Gail Hodgkin was a dramatic and intense person, friends and family said, and her vocal students responded by working hard for her.
Hodgkin was 60 when she died at Porter Hospital on March 7 after a long battle with lymphoma.
Hodgkin, who taught vocal lessons at the Academy of the Arts in Denver, specialized in preparing students for performance, said Scott Martin, who directs the school.
She would use various techniques to get her point across.
Martin praised Hodgkin’s teaching ability and said he has incorporated one technique in which she used visualization to encourage a student to go beyond what the person thought he or she was capable of.
She’d compare their effort to jumping a few feet from one cliff to another.
“Now are you going to jump all the way or just kind of jump?” Hodgkin would ask the student.
“She taught people to communicate the thought of the musical number, not just sing it,” said her daughter, Taylor Hodgkin, a college student and singer. She said she took lessons from her mother “but that didn’t work out – mothers and daughters, you know.”
She said her mother grew to like almost every kind of music, “but opera had her soul.”

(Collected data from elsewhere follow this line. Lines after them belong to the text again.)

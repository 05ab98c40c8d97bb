use crate::crypto::{EcdsaVerifier, SignatureVerifier};
use crate::error::{Result, TxError};
use crate::pool::{Utxo, UtxoPool};
use crate::transaction::{Amount, Transaction, TxHash};
use crate::validator;
use tracing::{debug, info, warn};

/// Candidate that did not make it into the accepted set
#[derive(Debug, Clone, PartialEq, Eq)]
pub struct Rejection {
    /// Position of the candidate in the epoch's input order
    pub position: usize,
    pub tx_hash: TxHash,
    pub reason: TxError,
}

/// Outcome of one epoch
#[derive(Debug, Clone)]
pub struct EpochReport {
    /// Accepted transactions, in input order
    pub accepted: Vec<Transaction>,
    pub rejected: Vec<Rejection>,
    /// Sum of the implicit fees of the accepted transactions, `None` once the
    /// total is no longer exactly representable
    pub fees: Option<Amount>,
}

impl Default for EpochReport {
    fn default() -> Self {
        Self {
            accepted: Vec::new(),
            rejected: Vec::new(),
            fees: Some(Amount::ZERO),
        }
    }
}

/// Owns the current UTXO pool and advances it one epoch at a time.
///
/// Candidates are applied greedily in the order given: each one is validated
/// against the pool as left by every candidate accepted before it. An output
/// spent earlier in the epoch cannot be spent again, and an output created
/// earlier in the epoch can be spent by a later candidate. When two
/// candidates conflict, the first one wins.
#[derive(Debug, Clone)]
pub struct TxHandler<V = EcdsaVerifier> {
    utxo_pool: UtxoPool,
    verifier: V,
}

impl TxHandler {
    pub fn new(utxo_pool: UtxoPool) -> Self {
        Self::with_verifier(utxo_pool, EcdsaVerifier::new())
    }
}

impl Default for TxHandler {
    fn default() -> Self {
        Self::new(UtxoPool::new())
    }
}

impl<V: SignatureVerifier> TxHandler<V> {
    pub const fn with_verifier(utxo_pool: UtxoPool, verifier: V) -> Self {
        Self {
            utxo_pool,
            verifier,
        }
    }

    pub const fn utxo_pool(&self) -> &UtxoPool {
        &self.utxo_pool
    }

    /// Replace the held pool wholesale
    pub fn set_utxo_pool(&mut self, utxo_pool: UtxoPool) {
        self.utxo_pool = utxo_pool;
    }

    pub fn into_utxo_pool(self) -> UtxoPool {
        self.utxo_pool
    }

    pub fn is_valid_tx(&self, tx: &Transaction) -> bool {
        validator::is_valid_tx(&self.utxo_pool, &self.verifier, tx)
    }

    /// Validate `tx` against the current pool, returning its implicit fee
    pub fn validate_tx(&self, tx: &Transaction) -> Result<Amount> {
        validator::validate_tx(&self.utxo_pool, &self.verifier, tx)
    }

    /// Process one epoch and return the accepted transactions in input order
    pub fn process_epoch(
        &mut self,
        possible_txs: impl IntoIterator<Item = Transaction>,
    ) -> Vec<Transaction> {
        self.process_epoch_with_report(possible_txs).accepted
    }

    /// Process one epoch, also reporting why each rejected candidate failed
    pub fn process_epoch_with_report(
        &mut self,
        possible_txs: impl IntoIterator<Item = Transaction>,
    ) -> EpochReport {
        let mut report = EpochReport::default();

        for (position, tx) in possible_txs.into_iter().enumerate() {
            match self.validate_tx(&tx) {
                Ok(fee) => {
                    let tx_hash = self.apply(&tx);
                    debug!("Accepted transaction {tx_hash} with fee {fee}");

                    report.fees = report.fees.and_then(|total| {
                        validator::exact_add(total, fee)
                            .map_err(|e| warn!("Epoch fee total dropped: {e}"))
                            .ok()
                    });
                    report.accepted.push(tx);
                }
                Err(reason) => {
                    let tx_hash = tx.hash();
                    debug!("Rejected transaction {tx_hash}: {reason}");

                    report.rejected.push(Rejection {
                        position,
                        tx_hash,
                        reason,
                    });
                }
            }
        }

        info!(
            "Epoch accepted {} transactions, rejected {}, pool now holds {} outputs",
            report.accepted.len(),
            report.rejected.len(),
            self.utxo_pool.len()
        );

        report
    }

    /// Consume the inputs of an already validated `tx` and add its outputs
    fn apply(&mut self, tx: &Transaction) -> TxHash {
        for input in tx.inputs() {
            self.utxo_pool.remove_utxo(&input.utxo());
        }

        let tx_hash = tx.hash();
        for (index, output) in (0u32..).zip(tx.outputs()) {
            self.utxo_pool
                .add_utxo(Utxo::new(tx_hash, index), output.clone());
        }

        tx_hash
    }
}

#[cfg(test)]
mod tests {
    use super::*;
    use crate::crypto::public_key_bytes;
    use crate::transaction::Output;
    use rust_decimal::Decimal;
    use secp256k1::SecretKey;

    fn secret(byte: u8) -> SecretKey {
        SecretKey::from_slice(&[byte; 32]).unwrap()
    }

    fn key(byte: u8) -> Vec<u8> {
        public_key_bytes(&secret(byte))
    }

    fn h0() -> TxHash {
        TxHash::new([0; 32])
    }

    fn initial_pool() -> UtxoPool {
        let mut pool = UtxoPool::new();
        pool.add_utxo(Utxo::new(h0(), 0), Output::new(key(1), Decimal::from(10)));
        pool
    }

    /// One-input transaction claiming `(prev, index)`, signed by `signer`
    fn transfer(prev: TxHash, index: u32, signer: u8, outputs: &[(u8, i64)]) -> Transaction {
        let mut tx = Transaction::new();
        tx.add_input(prev, index);
        for (recipient, amount) in outputs {
            tx.add_output(key(*recipient), Decimal::from(*amount));
        }
        tx.sign_input(0, &secret(signer)).unwrap();
        tx
    }

    #[test]
    fn test_end_to_end_single_transfer() {
        let mut handler = TxHandler::new(initial_pool());
        let t1 = transfer(h0(), 0, 1, &[(2, 10)]);

        assert!(handler.is_valid_tx(&t1));

        let accepted = handler.process_epoch(vec![t1.clone()]);
        assert_eq!(accepted, vec![t1.clone()]);

        let expected: UtxoPool = [(
            Utxo::new(t1.hash(), 0),
            Output::new(key(2), Decimal::from(10)),
        )]
        .into_iter()
        .collect();
        assert_eq!(handler.utxo_pool(), &expected);
    }

    #[test]
    fn test_conflicting_candidates_first_wins() {
        let t1 = transfer(h0(), 0, 1, &[(2, 10)]);
        let t2 = transfer(h0(), 0, 1, &[(3, 10)]);

        let mut handler = TxHandler::new(initial_pool());
        assert_eq!(handler.process_epoch(vec![t1.clone(), t2.clone()]), vec![t1.clone()]);
        assert!(handler.utxo_pool().contains(&Utxo::new(t1.hash(), 0)));
        assert!(!handler.utxo_pool().contains(&Utxo::new(t2.hash(), 0)));

        let mut handler = TxHandler::new(initial_pool());
        assert_eq!(handler.process_epoch(vec![t2.clone(), t1.clone()]), vec![t2.clone()]);
        assert!(handler.utxo_pool().contains(&Utxo::new(t2.hash(), 0)));
        assert!(!handler.utxo_pool().contains(&Utxo::new(t1.hash(), 0)));
    }

    #[test]
    fn test_same_epoch_chain() {
        let t1 = transfer(h0(), 0, 1, &[(2, 6), (3, 4)]);
        let t2 = transfer(t1.hash(), 0, 2, &[(4, 6)]);

        let mut handler = TxHandler::new(initial_pool());
        let accepted = handler.process_epoch(vec![t1.clone(), t2.clone()]);

        assert_eq!(accepted, vec![t1.clone(), t2.clone()]);
        let pool = handler.utxo_pool();
        assert!(!pool.contains(&Utxo::new(h0(), 0)));
        assert!(!pool.contains(&Utxo::new(t1.hash(), 0)));
        assert!(pool.contains(&Utxo::new(t1.hash(), 1)));
        assert!(pool.contains(&Utxo::new(t2.hash(), 0)));
        assert_eq!(pool.len(), 2);
    }

    #[test]
    fn test_chain_out_of_order_rejects_child() {
        let t1 = transfer(h0(), 0, 1, &[(2, 10)]);
        let t2 = transfer(t1.hash(), 0, 2, &[(4, 10)]);

        let mut handler = TxHandler::new(initial_pool());
        let accepted = handler.process_epoch(vec![t2, t1.clone()]);

        assert_eq!(accepted, vec![t1]);
    }

    #[test]
    fn test_rejected_candidate_leaves_pool_untouched() {
        let mut handler = TxHandler::new(initial_pool());
        let overspend = transfer(h0(), 0, 1, &[(2, 11)]);

        assert!(handler.process_epoch(vec![overspend]).is_empty());
        assert_eq!(handler.utxo_pool(), &initial_pool());
    }

    #[test]
    fn test_already_spent_in_previous_epoch() {
        let t1 = transfer(h0(), 0, 1, &[(2, 10)]);
        let mut handler = TxHandler::new(initial_pool());

        assert_eq!(handler.process_epoch(vec![t1.clone()]).len(), 1);
        assert!(handler.process_epoch(vec![t1]).is_empty());
    }

    #[test]
    fn test_report_collects_fees_and_reasons() {
        let t1 = transfer(h0(), 0, 1, &[(2, 7)]);
        let t2 = transfer(h0(), 0, 1, &[(3, 1)]);

        let mut handler = TxHandler::new(initial_pool());
        let report = handler.process_epoch_with_report(vec![t1.clone(), t2.clone()]);

        assert_eq!(report.accepted, vec![t1]);
        assert_eq!(report.fees, Some(Decimal::from(3)));
        assert_eq!(
            report.rejected,
            vec![Rejection {
                position: 1,
                tx_hash: t2.hash(),
                reason: TxError::MissingUtxo {
                    input: 0,
                    utxo: Utxo::new(h0(), 0),
                },
            }]
        );
    }

    #[test]
    fn test_fee_total_overflow_is_flagged() {
        struct AcceptAll;

        impl SignatureVerifier for AcceptAll {
            fn verify(&self, _: &[u8], _: &[u8], _: &[u8]) -> bool {
                true
            }
        }

        // Two outputs of Decimal::MAX, each burned entirely as fee
        let pool: UtxoPool = (0..2)
            .map(|index| (Utxo::new(h0(), index), Output::new(key(1), Decimal::MAX)))
            .collect();
        let burns: Vec<Transaction> = (0..2)
            .map(|index| {
                let mut tx = Transaction::new();
                tx.add_input(h0(), index);
                tx
            })
            .collect();

        let mut handler = TxHandler::with_verifier(pool, AcceptAll);
        let report = handler.process_epoch_with_report(burns);

        assert_eq!(report.accepted.len(), 2);
        assert_eq!(report.fees, None);
        assert!(handler.utxo_pool().is_empty());
    }

    #[test]
    fn test_empty_epoch_has_zero_fees() {
        let mut handler = TxHandler::new(initial_pool());

        assert_eq!(
            handler.process_epoch_with_report(Vec::new()).fees,
            Some(Decimal::ZERO)
        );
    }

    #[test]
    fn test_set_utxo_pool_replaces_wholesale() {
        let mut handler: TxHandler = TxHandler::default();
        assert!(handler.utxo_pool().is_empty());

        let t1 = transfer(h0(), 0, 1, &[(2, 10)]);
        assert!(!handler.is_valid_tx(&t1));

        handler.set_utxo_pool(initial_pool());
        assert!(handler.is_valid_tx(&t1));

        let mut replacement = UtxoPool::new();
        replacement.add_utxo(Utxo::new(h0(), 1), Output::new(key(1), Decimal::ONE));
        handler.set_utxo_pool(replacement.clone());
        assert_eq!(handler.into_utxo_pool(), replacement);
    }

    #[test]
    fn test_caller_snapshot_is_untouched() {
        let snapshot = initial_pool();
        let mut handler = TxHandler::new(snapshot.clone());

        handler.process_epoch(vec![transfer(h0(), 0, 1, &[(2, 10)])]);

        assert!(snapshot.contains(&Utxo::new(h0(), 0)));
        assert!(!handler.utxo_pool().contains(&Utxo::new(h0(), 0)));
    }
}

Gail Hodgkin trained two male singers from Russia to sing gospel music and they won a national Gospel Music of America award, said her husband, Don Hodgkin of Denver. She also succeeded in training an autistic student to sing on pitch.

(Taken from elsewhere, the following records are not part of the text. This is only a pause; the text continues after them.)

//! Prometheus metrics registry and instruments.
//!
//! This module is framework-agnostic and can be used from any layer.

use std::time::Duration;

use lazy_static::lazy_static;
use prometheus::{HistogramOpts, HistogramVec, IntCounterVec, IntGauge, Opts, Registry};

lazy_static! {
    /// Global Prometheus registry
    pub static ref REGISTRY: Registry = Registry::new();

    // Replication Metrics
    pub static ref REPLICATION_TASKS_TOTAL: IntCounterVec = IntCounterVec::new(
        Opts::new("ctrack_replication_tasks_total", "Replica writes by entity and outcome"),
        &["entity", "outcome"]
    ).expect("metric can be created");
    pub static ref REPLICATION_IN_FLIGHT: IntGauge = IntGauge::new(
        "ctrack_replication_in_flight",
        "Replica writes spawned and not yet finished"
    ).expect("metric can be created");
    pub static ref REPLICATION_DURATION_SECONDS: HistogramVec = HistogramVec::new(
        HistogramOpts::new(
            "ctrack_replication_duration_seconds",
            "Time from dispatch to the final replica write outcome"
        ).buckets(vec![0.001, 0.005, 0.01, 0.05, 0.1, 0.5, 1.0, 5.0, 30.0]),
        &["entity"]
    ).expect("metric can be created");

    // Error Metrics
    pub static ref ERRORS_TOTAL: IntCounterVec = IntCounterVec::new(
        Opts::new("ctrack_errors_total", "Total number of error responses"),
        &["error_type"]
    ).expect("metric can be created");
}

/// Initialize metrics registry.
pub fn init_metrics() {
    REGISTRY
        .register(Box::new(REPLICATION_TASKS_TOTAL.clone()))
        .expect("REPLICATION_TASKS_TOTAL can be registered");
    REGISTRY
        .register(Box::new(REPLICATION_IN_FLIGHT.clone()))
        .expect("REPLICATION_IN_FLIGHT can be registered");
    REGISTRY
        .register(Box::new(REPLICATION_DURATION_SECONDS.clone()))
        .expect("REPLICATION_DURATION_SECONDS can be registered");
    REGISTRY
        .register(Box::new(ERRORS_TOTAL.clone()))
        .expect("ERRORS_TOTAL can be registered");

    tracing::info!("Metrics registry initialized");
}

/// Record the final outcome of one replica write.
pub fn observe_replication(entity: &str, outcome: &str, elapsed: Duration) {
    REPLICATION_TASKS_TOTAL
        .with_label_values(&[entity, outcome])
        .inc();
    REPLICATION_DURATION_SECONDS
        .with_label_values(&[entity])
        .observe(elapsed.as_secs_f64());
}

“Mom was never easygoing, even if she was cleaning the bathroom,” Taylor Hodgkin said. “She did everything with her whole heart.”
Hodgkin believed in the Mozart Effect, the theory that listening to Mozart’s music will help people solve difficult problems.

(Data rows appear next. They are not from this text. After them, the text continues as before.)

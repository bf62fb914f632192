//! Post service
//!
//! Posts, comments and likes.

use std::sync::Arc;

use chrono::Utc;

use crate::data::{CommentWithAuthor, Database, LikeToggle, Page, Post, PostWithAuthor, User};
use crate::error::AppError;
use crate::replica::{DualWriteDispatcher, Mutation};

use super::{SHORT_TEXT_MAX_CHARS, require_text};

/// Render a plain-text body as escaped HTML, one paragraph per line block.
fn render_body_html(body: &str) -> String {
    body.split("\n\n")
        .map(str::trim)
        .filter(|paragraph| !paragraph.is_empty())
        .map(|paragraph| {
            let escaped = html_escape::encode_text(paragraph);
            format!("<p>{}</p>", escaped.replace('\n', "<br>"))
        })
        .collect()
}

/// A post with everything its detail page shows
#[derive(Debug, Clone)]
pub struct PostDetail {
    pub post: PostWithAuthor,
    /// Oldest first
    pub comments: Vec<CommentWithAuthor>,
    pub likes: i64,
    pub liked_by_viewer: bool,
}

/// Like state after a toggle
#[derive(Debug, Clone, Copy, PartialEq, Eq)]
pub struct LikeSummary {
    pub liked: bool,
    pub likes: i64,
}

/// Post service
pub struct PostService {
    db: Arc<Database>,
    replica: DualWriteDispatcher,
    posts_per_page: usize,
    recent_posts: usize,
}

impl PostService {
    pub fn new(
        db: Arc<Database>,
        replica: DualWriteDispatcher,
        posts_per_page: usize,
        recent_posts: usize,
    ) -> Self {
        Self {
            db,
            replica,
            posts_per_page,
            recent_posts,
        }
    }

    /// Publish a post for `author`
    ///
    /// # Errors
    /// `Validation` for an empty body
    pub async fn create_post(&self, author: &User, body: &str) -> Result<Post, AppError> {
        let body = require_text("post", body, usize::MAX)?;
        let body_html = render_body_html(body);

        let post = self
            .db
            .insert_post(author.id, body, &body_html, Utc::now())
            .await?;

        tracing::info!(post_id = post.id, author_id = author.id, "Post created");
        self.replica.dispatch("create_post", Mutation::UpsertPost(post.clone()));
        Ok(post)
    }

    /// The author's most recent posts, newest first
    pub async fn recent_posts(&self, author: &User) -> Result<Vec<PostWithAuthor>, AppError> {
        self.db
            .recent_posts_by_author(author.id, self.recent_posts)
            .await
    }

    /// Every post, newest first
    pub async fn explore(&self, page: u32) -> Result<Page<PostWithAuthor>, AppError> {
        self.db.posts_page(page, self.posts_per_page).await
    }

    /// One author's posts, newest first
    pub async fn user_posts(&self, author: &User, page: u32) -> Result<Page<PostWithAuthor>, AppError> {
        self.db
            .posts_by_author_page(author.id, page, self.posts_per_page)
            .await
    }

    pub async fn post_detail(&self, post_id: i64, viewer: &User) -> Result<PostDetail, AppError> {
        let post = self.db.get_post(post_id).await?.ok_or(AppError::NotFound)?;
        let comments = self.db.comments_for_post(post_id).await?;
        let likes = self.db.count_likes(post_id).await?;
        let liked_by_viewer = self.db.is_liked(viewer.id, post_id).await?;

        Ok(PostDetail {
            post,
            comments,
            likes,
            liked_by_viewer,
        })
    }

    /// Comment on a post
    ///
    /// # Errors
    /// `NotFound` for an unknown post, `Validation` for an empty or
    /// over-long body
    pub async fn create_comment(
        &self,
        author: &User,
        post_id: i64,
        body: &str,
    ) -> Result<CommentWithAuthor, AppError> {
        let body = require_text("comment", body, SHORT_TEXT_MAX_CHARS)?;
        if self.db.get_post(post_id).await?.is_none() {
            return Err(AppError::NotFound);
        }

        let comment = self
            .db
            .insert_comment(post_id, author.id, body, Utc::now())
            .await?;

        tracing::info!(comment_id = comment.id, post_id, "Comment created");
        self.replica
            .dispatch("create_comment", Mutation::UpsertComment(comment.clone()));

        Ok(CommentWithAuthor {
            id: comment.id,
            body: comment.body,
            timestamp: comment.timestamp,
            author_id: comment.author_id,
            author_username: author.username.clone(),
            post_id: comment.post_id,
        })
    }

    /// Like the post, or remove the viewer's existing like.
    pub async fn toggle_like(&self, viewer: &User, post_id: i64) -> Result<LikeSummary, AppError> {
        if self.db.get_post(post_id).await?.is_none() {
            return Err(AppError::NotFound);
        }

        let liked = match self.db.toggle_like(viewer.id, post_id).await? {
            LikeToggle::Liked(like) => {
                self.replica.dispatch("like", Mutation::UpsertLike(like));
                true
            }
            LikeToggle::Unliked { author_id, post_id } => {
                self.replica
                    .dispatch("unlike", Mutation::DeleteLike { author_id, post_id });
                false
            }
        };

        Ok(LikeSummary {
            liked,
            likes: self.db.count_likes(post_id).await?,
        })
    }
}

“We tried it,” said her daughter, laughing, “and together we got a D in my high school geometry class.”
Gail Sawyer was born April 8, 1946, in Bronxville, N.Y. She studied music at the Curtis Institute of Music in Philadelphia and Juilliard School in New York.
She married Don Hodgkin on June 27, 1981.
She performed in several summer stock productions in various parts of the country and in the Grand Lake Repertory Theater in Colorado.
Several years ago she played the lead in the opera “The Marriage of Figaro” when it was staged in Aspen.
In addition to her husband and daughter, she is survived by her son, Alex Hodgkin of Denver; two sisters, Sherri Bauer of Durango and Susan McDanal of Oregon; and a brother, Charles Sawyer of Denver.